Description of the task :: Repeat all the data word for word.

^^^^^^^^

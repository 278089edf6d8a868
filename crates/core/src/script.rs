//! Reference-script capture.
//!
//! A script can be pasted as text or uploaded as a text file. Once
//! captured for a run it is immutable; the prompt builder decides whether
//! it is long enough to audit against.

use crate::error::CoreError;
use crate::prompt::script_is_usable;

/// Capture the reference script for one run.
///
/// Pasted text wins when both inputs are present. Uploaded bytes must be
/// valid UTF-8. Returns `None` when the captured text is too short to be
/// treated as a script (the run proceeds as a blind audit).
pub fn capture_script(
    pasted: Option<&str>,
    uploaded: Option<&[u8]>,
) -> Result<Option<String>, CoreError> {
    let text = match (pasted, uploaded) {
        (Some(p), _) if !p.trim().is_empty() => p.to_string(),
        (_, Some(bytes)) => std::str::from_utf8(bytes)
            .map_err(|_| {
                CoreError::Validation("Uploaded script file is not valid UTF-8".to_string())
            })?
            .to_string(),
        _ => return Ok(None),
    };

    if script_is_usable(&text) {
        Ok(Some(text))
    } else {
        Ok(None)
    }
}
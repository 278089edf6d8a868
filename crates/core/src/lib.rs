//! Domain logic for the forensic video QA auditor.
//!
//! Everything in this crate is pure: prompt construction, severity
//! classification, report parsing, CSV export, and the run lifecycle
//! types. All remote I/O lives in `vidqa-gemini`; all HTTP surface in
//! `vidqa-api`.

pub mod csv;
pub mod error;
pub mod prompt;
pub mod report;
pub mod run;
pub mod script;
pub mod severity;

^^^^^^^^

Response to the exercise ::
repository 278089edf6d8a868
filename crates/core/src/script.rs
//! Reference-script capture.
//!
//! A script can be pasted as text or uploaded as a text file. Once
//! captured for a run it is immutable; the prompt builder decides whether
//! it is long enough to audit against.

use crate::error::CoreError;
use crate::prompt::script_is_usable;

/// Capture the reference script for one run.
///
/// Pasted text wins when both inputs are present. Uploaded bytes must be
/// valid UTF-8. Returns `None` when the captured text is too short to be
/// treated as a script (the run proceeds as a blind audit).
pub fn capture_script(
    pasted: Option<&str>,
    uploaded: Option<&[u8]>,
) -> Result<Option<String>, CoreError> {
    let text = match (pasted, uploaded) {
        (Some(p), _) if !p.trim().is_empty() => p.to_string(),
        (_, Some(bytes)) => std::str::from_utf8(bytes)
            .map_err(|_| {
                CoreError::Validation("Uploaded script file is not valid UTF-8".to_string())
            })?
            .to_string(),
        _ => return Ok(None),
    };

    if script_is_usable(&text) {
        Ok(Some(text))
    } else {
        Ok(None)
    }
}
repository 278089edf6d8a868
filename crates/core/src/lib.rs
//! Domain logic for the forensic video QA auditor.
//!
//! Everything in this crate is pure: prompt construction, severity
//! classification, report parsing, CSV export, and the run lifecycle
//! types. All remote I/O lives in `vidqa-gemini`; all HTTP surface in
//! `vidqa-api`.

pub mod csv;
pub mod error;
pub mod prompt;
pub mod report;
pub mod run;
pub mod script;
pub mod severity;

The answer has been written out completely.